Dramatic writing
REX HARLEY attends a memorable performance of the Victoria Requiem on 8 February 2003
Though he could not have realised so at the time, Tomás Luis de
Victoria's Officium Defunctorum, performed not at the funeral
but the memorial obsequies of his patroness, the Dowager Empress Maria,
was also to be his last published composition. Musically, it bears the hallmarks
of restraint, in keeping with the Empress's own modest ending, in retirement
at the Royal Convent of the Barefoot Nuns of St Clare. Would all the manifestations
of the Catholic Counter-Reformation had been so restrained!
Originally, it would have been sung by twelve priests and six boys.
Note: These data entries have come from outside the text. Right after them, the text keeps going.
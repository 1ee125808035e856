//! Nullable ledger: an in-memory chain for testing.

use async_trait::async_trait;
use std::collections::{BTreeMap, HashMap, HashSet};
use std::sync::atomic::{AtomicUsize, Ordering};
use std::sync::Mutex;
use tokio::sync::watch;

use pulse_ledger::{BlockInfo, LedgerError, LedgerSource, TxRecord};
use pulse_types::{Amount, BlockHash, Timestamp, TxHash};

/// Block time of height 0; each block adds five minutes.
const GENESIS_TIME: u64 = 1_454_954_400;
const BLOCK_SPACING_SECS: u64 = 300;

#[derive(Default)]
struct ChainState {
    tip: Option<i64>,
    tip_fails: bool,
    blocks: BTreeMap<i64, BlockInfo>,
    txs: HashMap<TxHash, TxRecord>,
    mempool: Vec<TxHash>,
    mempool_fails: bool,
    balance: Option<Amount>,
    failing_heights: HashSet<i64>,
    failing_txs: HashSet<TxHash>,
}

/// A deterministic ledger for testing.
///
/// Blocks are created on demand with a hash derived from their height.
/// Thread-safe for use with tokio's multi-threaded runtime.
pub struct NullLedger {
    chain: Mutex<ChainState>,
    /// `false` holds every `block_hash_at` call until released.
    gate: watch::Sender<bool>,
    block_fetches: AtomicUsize,
    tx_fetches: AtomicUsize,
}

/// Deterministic hash for the block at `height`.
pub fn block_hash_for(height: i64) -> BlockHash {
    let mut bytes = [0u8; 32];
    bytes[..8].copy_from_slice(&height.to_be_bytes());
    bytes[31] = 0xbb;
    BlockHash::new(bytes)
}

/// Deterministic timestamp for the block at `height`.
pub fn block_time_for(height: i64) -> Timestamp {
    Timestamp::new(GENESIS_TIME + height.max(0) as u64 * BLOCK_SPACING_SECS)
}

impl NullLedger {
    pub fn new() -> Self {
        let (gate, _) = watch::channel(true);
        Self {
            chain: Mutex::new(ChainState::default()),
            gate,
            block_fetches: AtomicUsize::new(0),
            tx_fetches: AtomicUsize::new(0),
        }
    }

    /// Ensure empty blocks exist for every height in `start..=end`.
    pub fn extend_chain(&self, start: i64, end: i64) {
        let mut chain = self.chain.lock().unwrap();
        for height in start..=end {
            chain.blocks.entry(height).or_insert_with(|| empty_block(height));
        }
    }

    /// Add a regular transaction to the block at `height`.
    pub fn add_regular_tx(&self, height: i64, tx: TxRecord) {
        let mut chain = self.chain.lock().unwrap();
        let block = chain.blocks.entry(height).or_insert_with(|| empty_block(height));
        block.regular_tx_ids.push(tx.txid);
        chain.txs.insert(tx.txid, tx);
    }

    /// Add a stake transaction to the block at `height`.
    pub fn add_stake_tx(&self, height: i64, tx: TxRecord) {
        let mut chain = self.chain.lock().unwrap();
        let block = chain.blocks.entry(height).or_insert_with(|| empty_block(height));
        block.stake_tx_ids.push(tx.txid);
        chain.txs.insert(tx.txid, tx);
    }

    /// Add a transaction to the mempool.
    pub fn add_mempool_tx(&self, tx: TxRecord) {
        let mut chain = self.chain.lock().unwrap();
        chain.mempool.push(tx.txid);
        chain.txs.insert(tx.txid, tx);
    }

    /// List `txid` in the mempool without any retrievable transaction behind it.
    pub fn add_dangling_mempool_id(&self, txid: TxHash) {
        self.chain.lock().unwrap().mempool.push(txid);
    }

    /// Pin the reported chain tip. Defaults to the highest known block.
    pub fn set_tip(&self, height: i64) {
        self.chain.lock().unwrap().tip = Some(height);
    }

    /// Make `current_height` fail.
    pub fn fail_tip(&self, fail: bool) {
        self.chain.lock().unwrap().tip_fails = fail;
    }

    /// Make `block_hash_at(height)` fail.
    pub fn fail_height(&self, height: i64) {
        self.chain.lock().unwrap().failing_heights.insert(height);
    }

    /// Make `transaction_by_hash(txid)` fail.
    pub fn fail_tx(&self, txid: TxHash) {
        self.chain.lock().unwrap().failing_txs.insert(txid);
    }

    /// Make `mempool_tx_ids` fail.
    pub fn fail_mempool(&self, fail: bool) {
        self.chain.lock().unwrap().mempool_fails = fail;
    }

    /// Set the treasury balance; unset balances fail.
    pub fn set_treasury_balance(&self, balance: Amount) {
        self.chain.lock().unwrap().balance = Some(balance);
    }

    /// Hold every subsequent `block_hash_at` call until [`release`](Self::release).
    pub fn hold(&self) {
        self.gate.send_replace(false);
    }

    /// Let held and future calls through.
    pub fn release(&self) {
        self.gate.send_replace(true);
    }

    /// Number of `block_by_hash` calls served so far.
    pub fn block_fetches(&self) -> usize {
        self.block_fetches.load(Ordering::SeqCst)
    }

    /// Number of `transaction_by_hash` calls served so far.
    pub fn tx_fetches(&self) -> usize {
        self.tx_fetches.load(Ordering::SeqCst)
    }

    fn find_block(&self, hash: &BlockHash) -> Option<BlockInfo> {
        let chain = self.chain.lock().unwrap();
        chain.blocks.values().find(|b| &b.hash == hash).cloned()
    }
}

impl Default for NullLedger {
    fn default() -> Self {
        Self::new()
    }
}

fn empty_block(height: i64) -> BlockInfo {
    BlockInfo {
        height,
        hash: block_hash_for(height),
        time: block_time_for(height),
        regular_tx_ids: Vec::new(),
        stake_tx_ids: Vec::new(),
    }
}

#[async_trait]
impl LedgerSource for NullLedger {
    async fn current_height(&self) -> Result<i64, LedgerError> {
        let chain = self.chain.lock().unwrap();
        if chain.tip_fails {
            return Err(LedgerError::Request("getblockcount refused".into()));
        }
        Ok(chain
            .tip
            .or_else(|| chain.blocks.keys().next_back().copied())
            .unwrap_or(0))
    }

    async fn block_hash_at(&self, height: i64) -> Result<BlockHash, LedgerError> {
        let mut gate = self.gate.subscribe();
        if gate.wait_for(|open| *open).await.is_err() {
            return Err(LedgerError::Unavailable("ledger dropped".into()));
        }

        let chain = self.chain.lock().unwrap();
        if chain.failing_heights.contains(&height) {
            return Err(LedgerError::Request(format!("getblockhash {height} refused")));
        }
        chain
            .blocks
            .get(&height)
            .map(|b| b.hash)
            .ok_or_else(|| LedgerError::NotFound(format!("block at height {height}")))
    }

    async fn block_by_hash(&self, hash: &BlockHash) -> Result<BlockInfo, LedgerError> {
        self.block_fetches.fetch_add(1, Ordering::SeqCst);
        self.find_block(hash)
            .ok_or_else(|| LedgerError::NotFound(format!("block {hash}")))
    }

    async fn transaction_by_hash(&self, txid: &TxHash) -> Result<TxRecord, LedgerError> {
        self.tx_fetches.fetch_add(1, Ordering::SeqCst);
        let chain = self.chain.lock().unwrap();
        if chain.failing_txs.contains(txid) {
            return Err(LedgerError::Request(format!("getrawtransaction {txid} refused")));
        }
        chain
            .txs
            .get(txid)
            .cloned()
            .ok_or_else(|| LedgerError::NotFound(format!("transaction {txid}")))
    }

    async fn mempool_tx_ids(&self) -> Result<Vec<TxHash>, LedgerError> {
        let chain = self.chain.lock().unwrap();
        if chain.mempool_fails {
            return Err(LedgerError::Request("getrawmempool refused".into()));
        }
        Ok(chain.mempool.clone())
    }

    async fn block_header_time(&self, hash: &BlockHash) -> Result<Timestamp, LedgerError> {
        self.find_block(hash)
            .map(|b| b.time)
            .ok_or_else(|| LedgerError::NotFound(format!("header {hash}")))
    }

    async fn treasury_balance(&self) -> Result<Amount, LedgerError> {
        self.chain
            .lock()
            .unwrap()
            .balance
            .ok_or_else(|| LedgerError::Request("gettreasurybalance refused".into()))
    }
}

#[cfg(test)]
mod tests {
    use super::*;
    use crate::fixtures;
    use std::sync::Arc;
    use std::time::Duration;

    #[tokio::test]
    async fn tip_defaults_to_highest_block() {
        let ledger = NullLedger::new();
        assert_eq!(ledger.current_height().await.unwrap(), 0);
        ledger.extend_chain(10, 20);
        assert_eq!(ledger.current_height().await.unwrap(), 20);
        ledger.set_tip(25);
        assert_eq!(ledger.current_height().await.unwrap(), 25);
    }

    #[tokio::test]
    async fn serves_blocks_and_transactions() {
        let ledger = NullLedger::new();
        let tx = fixtures::regular_tx(fixtures::tx_id(1));
        ledger.add_regular_tx(5, tx.clone());

        let hash = ledger.block_hash_at(5).await.unwrap();
        assert_eq!(hash, block_hash_for(5));
        let block = ledger.block_by_hash(&hash).await.unwrap();
        assert_eq!(block.regular_tx_ids, vec![tx.txid]);
        assert_eq!(ledger.transaction_by_hash(&tx.txid).await.unwrap(), tx);
        assert_eq!(ledger.block_header_time(&hash).await.unwrap(), block_time_for(5));
        assert_eq!(ledger.block_fetches(), 1);
    }

    #[tokio::test]
    async fn injected_failures_surface_as_errors() {
        let ledger = NullLedger::new();
        ledger.extend_chain(1, 3);
        ledger.fail_height(2);
        ledger.fail_tip(true);
        ledger.fail_mempool(true);

        assert!(ledger.current_height().await.is_err());
        assert!(ledger.block_hash_at(2).await.is_err());
        assert!(ledger.block_hash_at(3).await.is_ok());
        assert!(ledger.mempool_tx_ids().await.is_err());
        assert!(ledger.treasury_balance().await.is_err());
    }

    #[tokio::test]
    async fn hold_blocks_until_release() {
        let ledger = Arc::new(NullLedger::new());
        ledger.extend_chain(1, 1);
        ledger.hold();

        let pending = {
            let ledger = Arc::clone(&ledger);
            tokio::spawn(async move { ledger.block_hash_at(1).await })
        };
        tokio::time::sleep(Duration::from_millis(20)).await;
        assert!(!pending.is_finished());

        ledger.release();
        assert!(pending.await.unwrap().is_ok());
    }
}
The
Armonico Consort's vocal forces were slightly larger, with eight sopranos
singing the divided top line. There is no doubt that boys' and womens'
voices make a different sound, and purists would no doubt raise an eyebrow;
but this is a piece which, of its nature, defies purism. Though many details
of the original service are known, any contemporary performance involves
a degree of reconstruction and conjecture, as David Buckley's programme
notes make clear, both in placing certain motets and in the inclusion, or
absence, of the spoken office. The original hearers of the work were, after
all, the congregation present at a solemn liturgy, not the audience at a
concert.
The compromise devised by the Armonico Consort, under its director Christopher
Monks, sought to establish an authentic atmosphere for appreciating the
music, outside the context of the spoken office. The venue -- St Mary's Church,
Warwick, UK -- might not be the now vanished Church of Ss Peter and Paul
in Madrid, but is a finely proportioned Gothic church, with high aisle and
chancel, and a resonant but focused acoustic. For most of the performance,
it was lit purely by candlelight, and the smell of incense lingered in the
air. The setting was evocative without becoming kitsch. Certainly, the audience
had about it a stillness and attentive air which, importantly, ensured that
the sometimes extended periods of silence during the performance were appreciated
as integral to the evening, not convenient gaps for throat-clearing and
shuffling on seats.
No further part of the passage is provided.